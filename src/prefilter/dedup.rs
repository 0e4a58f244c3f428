// =============================================================================
// Candidate deduplication — cosine similarity over feature snapshots
// =============================================================================
//
// Two candidates inside the sliding window are duplicates when they share
// symbol and direction AND their feature vectors read ≥ the cosine
// threshold. The higher-confidence one survives; the suppression is
// recorded.
//
// Diversity guard: when enough distinct strategies independently land on
// near-identical signals, that agreement is information, not redundancy —
// the candidates are all preserved.
// =============================================================================

use std::collections::{HashSet, VecDeque};

use crate::config::PreEvalConfig;
use crate::types::{Direction, SignalCandidate};

/// What the tracker concluded about an incoming candidate.
#[derive(Debug, Clone, PartialEq)]
pub enum DedupOutcome {
    /// No near-duplicate in the window.
    Unique,
    /// Near-duplicates exist but strategy diversity preserves co-emission.
    DiversityPreserved { distinct_strategies: usize },
    /// Suppressed in favour of `kept_candidate` (equal or higher confidence).
    Suppressed { kept_candidate: String },
    /// The incoming candidate wins; the earlier one was already forwarded
    /// and is recorded as superseded.
    Supersedes { superseded: String },
}

struct WindowEntry {
    id: String,
    symbol: String,
    direction: Direction,
    strategy: String,
    confidence: f64,
    features: Vec<(String, f64)>,
    seen_at_ms: i64,
}

/// Sliding-window duplicate tracker for P2 step 1.
pub struct DedupTracker {
    cfg: PreEvalConfig,
    window: VecDeque<WindowEntry>,
}

impl DedupTracker {
    pub fn new(cfg: PreEvalConfig) -> Self {
        Self {
            cfg,
            window: VecDeque::new(),
        }
    }

    /// Assess `candidate` against the window, then record it.
    pub fn check(&mut self, candidate: &SignalCandidate, now_ms: i64) -> DedupOutcome {
        self.prune(now_ms);

        let features = sorted_features(candidate);

        // Collect near-duplicates: same symbol + direction, similar features.
        let mut best_match: Option<&WindowEntry> = None;
        let mut strategies: HashSet<&str> = HashSet::new();
        strategies.insert(&candidate.strategy);

        for entry in &self.window {
            if entry.symbol != candidate.symbol || entry.direction != candidate.direction {
                continue;
            }
            let sim = cosine_similarity(&features, &entry.features);
            if sim >= self.cfg.cosine_threshold {
                strategies.insert(&entry.strategy);
                let better = match best_match {
                    Some(current) => entry.confidence > current.confidence,
                    None => true,
                };
                if better {
                    best_match = Some(entry);
                }
            }
        }

        let outcome = match best_match {
            None => DedupOutcome::Unique,
            Some(_) if strategies.len() >= self.cfg.diversity_min_strategies => {
                DedupOutcome::DiversityPreserved {
                    distinct_strategies: strategies.len(),
                }
            }
            Some(entry) => {
                if candidate.confidence > entry.confidence {
                    DedupOutcome::Supersedes {
                        superseded: entry.id.clone(),
                    }
                } else {
                    DedupOutcome::Suppressed {
                        kept_candidate: entry.id.clone(),
                    }
                }
            }
        };

        // Suppressed candidates are not recorded: they must not themselves
        // suppress a later, stronger signal.
        if !matches!(outcome, DedupOutcome::Suppressed { .. }) {
            self.window.push_back(WindowEntry {
                id: candidate.id.clone(),
                symbol: candidate.symbol.clone(),
                direction: candidate.direction,
                strategy: candidate.strategy.clone(),
                confidence: candidate.confidence,
                features,
                seen_at_ms: now_ms,
            });
        }

        outcome
    }

    /// Recent candidates on `symbol` pointing the other way — the router's
    /// ambiguity signal.
    pub fn has_conflict(&self, symbol: &str, direction: Direction) -> bool {
        self.window
            .iter()
            .any(|e| e.symbol == symbol && e.direction == direction.opposite())
    }

    fn prune(&mut self, now_ms: i64) {
        let horizon = now_ms - self.cfg.dedup_window_secs * 1_000;
        while self
            .window
            .front()
            .is_some_and(|e| e.seen_at_ms < horizon)
        {
            self.window.pop_front();
        }
    }
}

fn sorted_features(candidate: &SignalCandidate) -> Vec<(String, f64)> {
    let mut v: Vec<(String, f64)> = candidate
        .features
        .iter()
        .filter(|(_, val)| val.is_finite())
        .map(|(k, val)| (k.clone(), *val))
        .collect();
    v.sort_by(|a, b| a.0.cmp(&b.0));
    v
}

/// Cosine similarity over the intersection of feature names. Empty
/// intersections read 0 (not similar).
fn cosine_similarity(a: &[(String, f64)], b: &[(String, f64)]) -> f64 {
    let mut dot = 0.0;
    let mut norm_a = 0.0;
    let mut norm_b = 0.0;
    let mut matched = 0usize;

    let mut i = 0;
    let mut j = 0;
    while i < a.len() && j < b.len() {
        match a[i].0.cmp(&b[j].0) {
            std::cmp::Ordering::Less => i += 1,
            std::cmp::Ordering::Greater => j += 1,
            std::cmp::Ordering::Equal => {
                dot += a[i].1 * b[j].1;
                norm_a += a[i].1 * a[i].1;
                norm_b += b[j].1 * b[j].1;
                matched += 1;
                i += 1;
                j += 1;
            }
        }
    }

    if matched == 0 || norm_a == 0.0 || norm_b == 0.0 {
        return 0.0;
    }
    let sim = dot / (norm_a.sqrt() * norm_b.sqrt());
    if sim.is_finite() {
        sim
    } else {
        0.0
    }
}

// ---------------------------------------------------------------------------
// Tests
// ---------------------------------------------------------------------------

#[cfg(test)]
mod tests {
    use super::*;
    use crate::types::{PriorityBand, QualityScores, RegimeLabel, Timeframe};
    use std::collections::HashMap;

    fn candidate(
        id: &str,
        symbol: &str,
        direction: Direction,
        strategy: &str,
        confidence: f64,
        features: &[(&str, f64)],
    ) -> SignalCandidate {
        SignalCandidate {
            id: id.into(),
            symbol: symbol.into(),
            timeframe: Timeframe::M5,
            close_time_ms: 300_000,
            direction,
            strength: 0.8,
            confidence,
            entry_price: 100.0,
            stop_loss: if direction == Direction::Long { 99.0 } else { 101.0 },
            take_profit: if direction == Direction::Long { 103.0 } else { 97.0 },
            expires_at_ms: 1_200_000,
            strategy: strategy.into(),
            features: features.iter().map(|(k, v)| (k.to_string(), *v)).collect(),
            quality: QualityScores {
                data_completeness: 1.0,
                signal_clarity: 0.8,
                confidence,
                volatility_fit: 0.7,
                liquidity_fit: 0.9,
            },
            band: PriorityBand::Medium,
            regime: RegimeLabel::RangeBound,
            emitted_at_ms: 300_000,
        }
    }

    const FEATS: &[(&str, f64)] = &[("rsi_14", 27.0), ("atr_14", 1.5), ("roc_14", -2.0)];
    // Nearly identical vector: cosine well above 0.85.
    const FEATS_NEAR: &[(&str, f64)] = &[("rsi_14", 27.5), ("atr_14", 1.45), ("roc_14", -1.9)];
    // Orthogonal-ish vector.
    const FEATS_FAR: &[(&str, f64)] = &[("rsi_14", 1.0), ("atr_14", 90.0), ("roc_14", 55.0)];

    fn tracker() -> DedupTracker {
        DedupTracker::new(PreEvalConfig::default())
    }

    #[test]
    fn first_candidate_is_unique() {
        let mut t = tracker();
        let c = candidate("a", "BTCUSDT", Direction::Long, "rsi_reversal", 0.8, FEATS);
        assert_eq!(t.check(&c, 0), DedupOutcome::Unique);
    }

    #[test]
    fn near_duplicate_lower_confidence_is_suppressed() {
        let mut t = tracker();
        let first = candidate("a", "BTCUSDT", Direction::Long, "rsi_reversal", 0.8, FEATS);
        let second = candidate("b", "BTCUSDT", Direction::Long, "ema_trend", 0.7, FEATS_NEAR);

        assert_eq!(t.check(&first, 0), DedupOutcome::Unique);
        assert_eq!(
            t.check(&second, 1_000),
            DedupOutcome::Suppressed {
                kept_candidate: "a".into()
            }
        );
    }

    #[test]
    fn near_duplicate_higher_confidence_supersedes() {
        let mut t = tracker();
        let first = candidate("a", "BTCUSDT", Direction::Long, "rsi_reversal", 0.6, FEATS);
        let second = candidate("b", "BTCUSDT", Direction::Long, "ema_trend", 0.9, FEATS_NEAR);

        t.check(&first, 0);
        assert_eq!(
            t.check(&second, 1_000),
            DedupOutcome::Supersedes {
                superseded: "a".into()
            }
        );
    }

    #[test]
    fn different_symbol_or_direction_is_not_duplicate() {
        let mut t = tracker();
        t.check(
            &candidate("a", "BTCUSDT", Direction::Long, "rsi_reversal", 0.8, FEATS),
            0,
        );
        assert_eq!(
            t.check(
                &candidate("b", "ETHUSDT", Direction::Long, "rsi_reversal", 0.8, FEATS),
                0
            ),
            DedupOutcome::Unique
        );
        assert_eq!(
            t.check(
                &candidate("c", "BTCUSDT", Direction::Short, "bb_breakout", 0.8, FEATS),
                0
            ),
            DedupOutcome::Unique
        );
    }

    #[test]
    fn dissimilar_features_are_not_duplicates() {
        let mut t = tracker();
        t.check(
            &candidate("a", "BTCUSDT", Direction::Long, "rsi_reversal", 0.8, FEATS),
            0,
        );
        assert_eq!(
            t.check(
                &candidate("b", "BTCUSDT", Direction::Long, "ema_trend", 0.7, FEATS_FAR),
                0
            ),
            DedupOutcome::Unique
        );
    }

    #[test]
    fn diversity_guard_preserves_multi_strategy_agreement() {
        let mut cfg = PreEvalConfig::default();
        cfg.diversity_min_strategies = 3;
        let mut t = DedupTracker::new(cfg);

        t.check(
            &candidate("a", "BTCUSDT", Direction::Long, "rsi_reversal", 0.8, FEATS),
            0,
        );
        // Second strategy: below the diversity bar, still suppressed.
        let second = candidate("b", "BTCUSDT", Direction::Long, "ema_trend", 0.7, FEATS_NEAR);
        assert!(matches!(
            t.check(&second, 0),
            DedupOutcome::Suppressed { .. }
        ));
        // A higher-confidence second strategy survives and is recorded.
        let second_hi =
            candidate("b2", "BTCUSDT", Direction::Long, "ema_trend", 0.95, FEATS_NEAR);
        assert!(matches!(
            t.check(&second_hi, 0),
            DedupOutcome::Supersedes { .. }
        ));
        // Third distinct strategy reaches the diversity bar.
        let third = candidate("c", "BTCUSDT", Direction::Long, "bb_breakout", 0.5, FEATS);
        assert_eq!(
            t.check(&third, 0),
            DedupOutcome::DiversityPreserved {
                distinct_strategies: 3
            }
        );
    }

    #[test]
    fn window_expires() {
        let mut t = tracker();
        t.check(
            &candidate("a", "BTCUSDT", Direction::Long, "rsi_reversal", 0.8, FEATS),
            0,
        );
        // 16 minutes later the entry has aged out of the 15-minute window.
        let late = candidate("b", "BTCUSDT", Direction::Long, "ema_trend", 0.5, FEATS_NEAR);
        assert_eq!(t.check(&late, 16 * 60 * 1_000), DedupOutcome::Unique);
    }

    #[test]
    fn conflict_detection_feeds_router_ambiguity() {
        let mut t = tracker();
        t.check(
            &candidate("a", "BTCUSDT", Direction::Long, "rsi_reversal", 0.8, FEATS),
            0,
        );
        assert!(t.has_conflict("BTCUSDT", Direction::Short));
        assert!(!t.has_conflict("BTCUSDT", Direction::Long));
        assert!(!t.has_conflict("ETHUSDT", Direction::Short));
    }
}
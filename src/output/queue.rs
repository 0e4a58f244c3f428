// =============================================================================
// Notification queue — bands, cooldowns, hourly budgets, daily dedup
// =============================================================================
//
// State machine per notification:
//
//   QUEUED -> READY -> SENDING -> SENT | FAILED | EXPIRED
//
// Band rules:
//
//   | Band     | Delay  | Cooldown/symbol | Max/hour |
//   |----------|--------|-----------------|----------|
//   | CRITICAL | 0 s    | 60 s            | 10       |
//   | HIGH     | 300 s  | 900 s           | 6        |
//   | MEDIUM   | 1800 s | 3600 s          | 3        |
//   | LOW      | suppressed (metrics only)           |
//
// Dedup: for each (symbol, band) and UTC calendar day at most one
// notification reaches SENT. A stronger arrival replaces the waiting one;
// an already-sent one is never recalled, and later arrivals that day are
// suppressed.
//
// Dispatch order: (band priority, ready time); within a band, higher
// strength first, earlier emission breaking ties.
// =============================================================================

use std::collections::{HashMap, HashSet, VecDeque};
use std::sync::Arc;

use parking_lot::Mutex;
use serde::Serialize;
use tracing::{debug, info, warn};
use uuid::Uuid;

use crate::metrics::PipelineMetrics;
use crate::types::{utc_day, PriorityBand};

use super::NotificationEnvelope;

// ---------------------------------------------------------------------------
// Band rules
// ---------------------------------------------------------------------------

/// Rate rule for one band. `None` for LOW (suppressed).
#[derive(Debug, Clone, Copy)]
pub struct BandRule {
    pub delay_secs: i64,
    pub cooldown_secs: i64,
    pub max_per_hour: usize,
}

impl BandRule {
    pub fn for_band(band: PriorityBand) -> Option<Self> {
        match band {
            PriorityBand::Critical => Some(Self {
                delay_secs: 0,
                cooldown_secs: 60,
                max_per_hour: 10,
            }),
            PriorityBand::High => Some(Self {
                delay_secs: 300,
                cooldown_secs: 900,
                max_per_hour: 6,
            }),
            PriorityBand::Medium => Some(Self {
                delay_secs: 1_800,
                cooldown_secs: 3_600,
                max_per_hour: 3,
            }),
            PriorityBand::Low => None,
        }
    }
}

// ---------------------------------------------------------------------------
// Notification record
// ---------------------------------------------------------------------------

#[derive(Debug, Clone, Copy, PartialEq, Eq, Serialize)]
pub enum NotificationState {
    Queued,
    Ready,
    Sending,
    Sent,
    Failed,
    Expired,
}

/// One queued notification.
#[derive(Debug, Clone)]
pub struct QueuedNotification {
    pub id: String,
    pub candidate_id: String,
    pub symbol: String,
    pub band: PriorityBand,
    pub strength: f64,
    pub emitted_at_ms: i64,
    pub expires_at_ms: i64,
    pub ready_at_ms: i64,
    pub state: NotificationState,
    pub attempts: u32,
    pub envelope: NotificationEnvelope,
}

/// Why an enqueue did not produce a waiting notification.
#[derive(Debug, Clone, PartialEq, Eq)]
pub enum EnqueueOutcome {
    Queued,
    /// Replaced a weaker waiting notification for the same (symbol, band).
    ReplacedWaiting,
    /// A waiting notification for the slot is already stronger.
    WeakerThanWaiting,
    /// The day's slot for (symbol, band) already reached SENT.
    SuppressedDaily,
    /// LOW band: metrics only.
    SuppressedLow,
}

// ---------------------------------------------------------------------------
// Queue
// ---------------------------------------------------------------------------

struct Inner {
    waiting: Vec<QueuedNotification>,
    /// (symbol, band) -> last SENT timestamp, for cooldowns.
    cooldowns: HashMap<(String, PriorityBand), i64>,
    /// band -> SENT timestamps in the trailing hour.
    hourly: HashMap<PriorityBand, VecDeque<i64>>,
    /// (symbol, band, day) slots that already reached SENT.
    sent_today: HashSet<(String, PriorityBand, String)>,
}

/// Thread-safe notification queue for the P4 dispatcher.
pub struct NotificationQueue {
    inner: Mutex<Inner>,
    metrics: Arc<PipelineMetrics>,
}

impl NotificationQueue {
    pub fn new(metrics: Arc<PipelineMetrics>) -> Self {
        Self {
            inner: Mutex::new(Inner {
                waiting: Vec::new(),
                cooldowns: HashMap::new(),
                hourly: HashMap::new(),
                sent_today: HashSet::new(),
            }),
            metrics,
        }
    }

    /// Enqueue a notification for `envelope`, applying band suppression and
    /// the per-day dedup.
    pub fn enqueue(
        &self,
        candidate_id: &str,
        strength: f64,
        emitted_at_ms: i64,
        expires_at_ms: i64,
        envelope: NotificationEnvelope,
        now_ms: i64,
    ) -> EnqueueOutcome {
        use std::sync::atomic::Ordering::Relaxed;

        let band = envelope.band;
        let Some(rule) = BandRule::for_band(band) else {
            self.metrics.notifications_suppressed_low.fetch_add(1, Relaxed);
            debug!(candidate = %candidate_id, "LOW band notification suppressed");
            return EnqueueOutcome::SuppressedLow;
        };

        let symbol = envelope.body.symbol.clone();
        let day = utc_day(now_ms);
        let mut inner = self.inner.lock();

        if inner
            .sent_today
            .contains(&(symbol.clone(), band, day.clone()))
        {
            self.metrics.bump_reason("notification_daily_dedup");
            return EnqueueOutcome::SuppressedDaily;
        }

        let notification = QueuedNotification {
            id: Uuid::new_v4().to_string(),
            candidate_id: candidate_id.to_string(),
            symbol: symbol.clone(),
            band,
            strength,
            emitted_at_ms,
            expires_at_ms,
            ready_at_ms: now_ms + rule.delay_secs * 1_000,
            state: NotificationState::Queued,
            attempts: 0,
            envelope,
        };

        // Same-day slot already waiting: the stronger one keeps it.
        if let Some(existing) = inner.waiting.iter_mut().find(|n| {
            n.symbol == symbol
                && n.band == band
                && utc_day(n.emitted_at_ms) == utc_day(emitted_at_ms)
                && matches!(n.state, NotificationState::Queued | NotificationState::Ready)
        }) {
            if strength > existing.strength {
                debug!(
                    slot = %format!("{symbol}/{band}"),
                    old = %existing.candidate_id,
                    new = %candidate_id,
                    "stronger notification replaced waiting one"
                );
                *existing = notification;
                self.update_depth(&inner);
                return EnqueueOutcome::ReplacedWaiting;
            }
            self.metrics.bump_reason("notification_weaker_duplicate");
            return EnqueueOutcome::WeakerThanWaiting;
        }

        inner.waiting.push(notification);
        self.update_depth(&inner);
        EnqueueOutcome::Queued
    }

    /// Pick the highest-priority eligible notification, mark it SENDING, and
    /// return it. Expired entries are terminal-ised along the way.
    pub fn next_ready(&self, now_ms: i64) -> Option<QueuedNotification> {
        use std::sync::atomic::Ordering::Relaxed;

        let mut inner = self.inner.lock();

        // Expiry pass: EXPIRED occurs when expiry passes before READY.
        let mut expired = 0u64;
        inner.waiting.retain(|n| {
            if n.state != NotificationState::Sending && now_ms > n.expires_at_ms {
                expired += 1;
                debug!(candidate = %n.candidate_id, "notification expired before READY");
                false
            } else {
                true
            }
        });
        if expired > 0 {
            self.metrics.notifications_expired.fetch_add(expired, Relaxed);
        }

        // QUEUED -> READY on delay elapse.
        for n in inner.waiting.iter_mut() {
            if n.state == NotificationState::Queued && now_ms >= n.ready_at_ms {
                n.state = NotificationState::Ready;
            }
        }

        // Eligibility: cooldown elapsed, hourly budget available.
        let mut best: Option<usize> = None;
        for (idx, n) in inner.waiting.iter().enumerate() {
            if n.state != NotificationState::Ready {
                continue;
            }
            let Some(rule) = BandRule::for_band(n.band) else {
                continue;
            };
            let cooldown_ok = inner
                .cooldowns
                .get(&(n.symbol.clone(), n.band))
                .map_or(true, |&last| now_ms - last >= rule.cooldown_secs * 1_000);
            if !cooldown_ok {
                continue;
            }
            let hour_count = inner
                .hourly
                .get(&n.band)
                .map_or(0, |v| v.iter().filter(|&&t| now_ms - t < 3_600_000).count());
            if hour_count >= rule.max_per_hour {
                continue;
            }

            let better = match best {
                None => true,
                Some(b) => {
                    let cur = &inner.waiting[b];
                    let key_new = (n.band.rank(), std::cmp::Reverse(ordered(n.strength)), n.emitted_at_ms);
                    let key_cur = (
                        cur.band.rank(),
                        std::cmp::Reverse(ordered(cur.strength)),
                        cur.emitted_at_ms,
                    );
                    key_new < key_cur
                }
            };
            if better {
                best = Some(idx);
            }
        }

        let idx = best?;
        inner.waiting[idx].state = NotificationState::Sending;
        inner.waiting[idx].attempts += 1;
        let picked = inner.waiting[idx].clone();
        self.update_depth(&inner);
        Some(picked)
    }

    /// Terminal SENT: stamps cooldown, hourly budget, and the daily slot.
    pub fn mark_sent(&self, id: &str, now_ms: i64) {
        use std::sync::atomic::Ordering::Relaxed;

        let mut inner = self.inner.lock();
        let Some(pos) = inner.waiting.iter().position(|n| n.id == id) else {
            return;
        };
        let n = inner.waiting.remove(pos);

        inner
            .cooldowns
            .insert((n.symbol.clone(), n.band), now_ms);
        let hour = inner.hourly.entry(n.band).or_default();
        hour.push_back(now_ms);
        while hour
            .front()
            .is_some_and(|&t| now_ms - t >= 3_600_000)
        {
            hour.pop_front();
        }
        inner
            .sent_today
            .insert((n.symbol.clone(), n.band, utc_day(now_ms)));

        self.metrics.notifications_sent.fetch_add(1, Relaxed);
        let latency = (now_ms - n.emitted_at_ms).max(0) as u64;
        self.metrics.e2e_latency.observe_ms(latency);
        self.update_depth(&inner);
        info!(candidate = %n.candidate_id, band = %n.band, latency_ms = latency, "notification sent");
    }

    /// Transient failure: push the notification back to QUEUED with a new
    /// ready time.
    pub fn requeue_after_failure(&self, id: &str, retry_at_ms: i64) {
        use std::sync::atomic::Ordering::Relaxed;
        let mut inner = self.inner.lock();
        if let Some(n) = inner.waiting.iter_mut().find(|n| n.id == id) {
            n.state = NotificationState::Queued;
            n.ready_at_ms = retry_at_ms;
            self.metrics.notification_retries.fetch_add(1, Relaxed);
        }
    }

    /// Terminal FAILED after the retry cap (or a permanent sink error).
    pub fn mark_failed(&self, id: &str) {
        use std::sync::atomic::Ordering::Relaxed;
        let mut inner = self.inner.lock();
        if let Some(pos) = inner.waiting.iter().position(|n| n.id == id) {
            let n = inner.waiting.remove(pos);
            self.metrics.notifications_failed.fetch_add(1, Relaxed);
            self.update_depth(&inner);
            warn!(candidate = %n.candidate_id, attempts = n.attempts, "notification FAILED");
        }
    }

    /// Number of waiting (non-terminal) notifications.
    pub fn depth(&self) -> usize {
        self.inner.lock().waiting.len()
    }

    /// Current attempt count for a queued notification, if present.
    pub fn attempts(&self, id: &str) -> Option<u32> {
        self.inner
            .lock()
            .waiting
            .iter()
            .find(|n| n.id == id)
            .map(|n| n.attempts)
    }

    fn update_depth(&self, inner: &Inner) {
        self.metrics
            .depth_notifications
            .store(inner.waiting.len() as u64, std::sync::atomic::Ordering::Relaxed);
    }
}

/// Total order for f64 strengths (NaN sorts last).
fn ordered(v: f64) -> i64 {
    if v.is_nan() {
        i64::MIN
    } else {
        (v * 1e9) as i64
    }
}

// ---------------------------------------------------------------------------
// Tests
// ---------------------------------------------------------------------------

→ Exercise goal: Only the lines from the start of the material through the line bearing "diversity preserves co-emission." are needed, restated exactly, with both end lines included.

→ Solution to this task:
filename src/prefilter/dedup.rs
repository 0e4a58f244c3f428
// =============================================================================
// Candidate deduplication — cosine similarity over feature snapshots
// =============================================================================
//
// Two candidates inside the sliding window are duplicates when they share
// symbol and direction AND their feature vectors read ≥ the cosine
// threshold. The higher-confidence one survives; the suppression is
// recorded.
//
// Diversity guard: when enough distinct strategies independently land on
// near-identical signals, that agreement is information, not redundancy —
// the candidates are all preserved.
// =============================================================================

use std::collections::{HashSet, VecDeque};

use crate::config::PreEvalConfig;
use crate::types::{Direction, SignalCandidate};

/// What the tracker concluded about an incoming candidate.
#[derive(Debug, Clone, PartialEq)]
pub enum DedupOutcome {
    /// No near-duplicate in the window.
    Unique,
    /// Near-duplicates exist but strategy diversity preserves co-emission.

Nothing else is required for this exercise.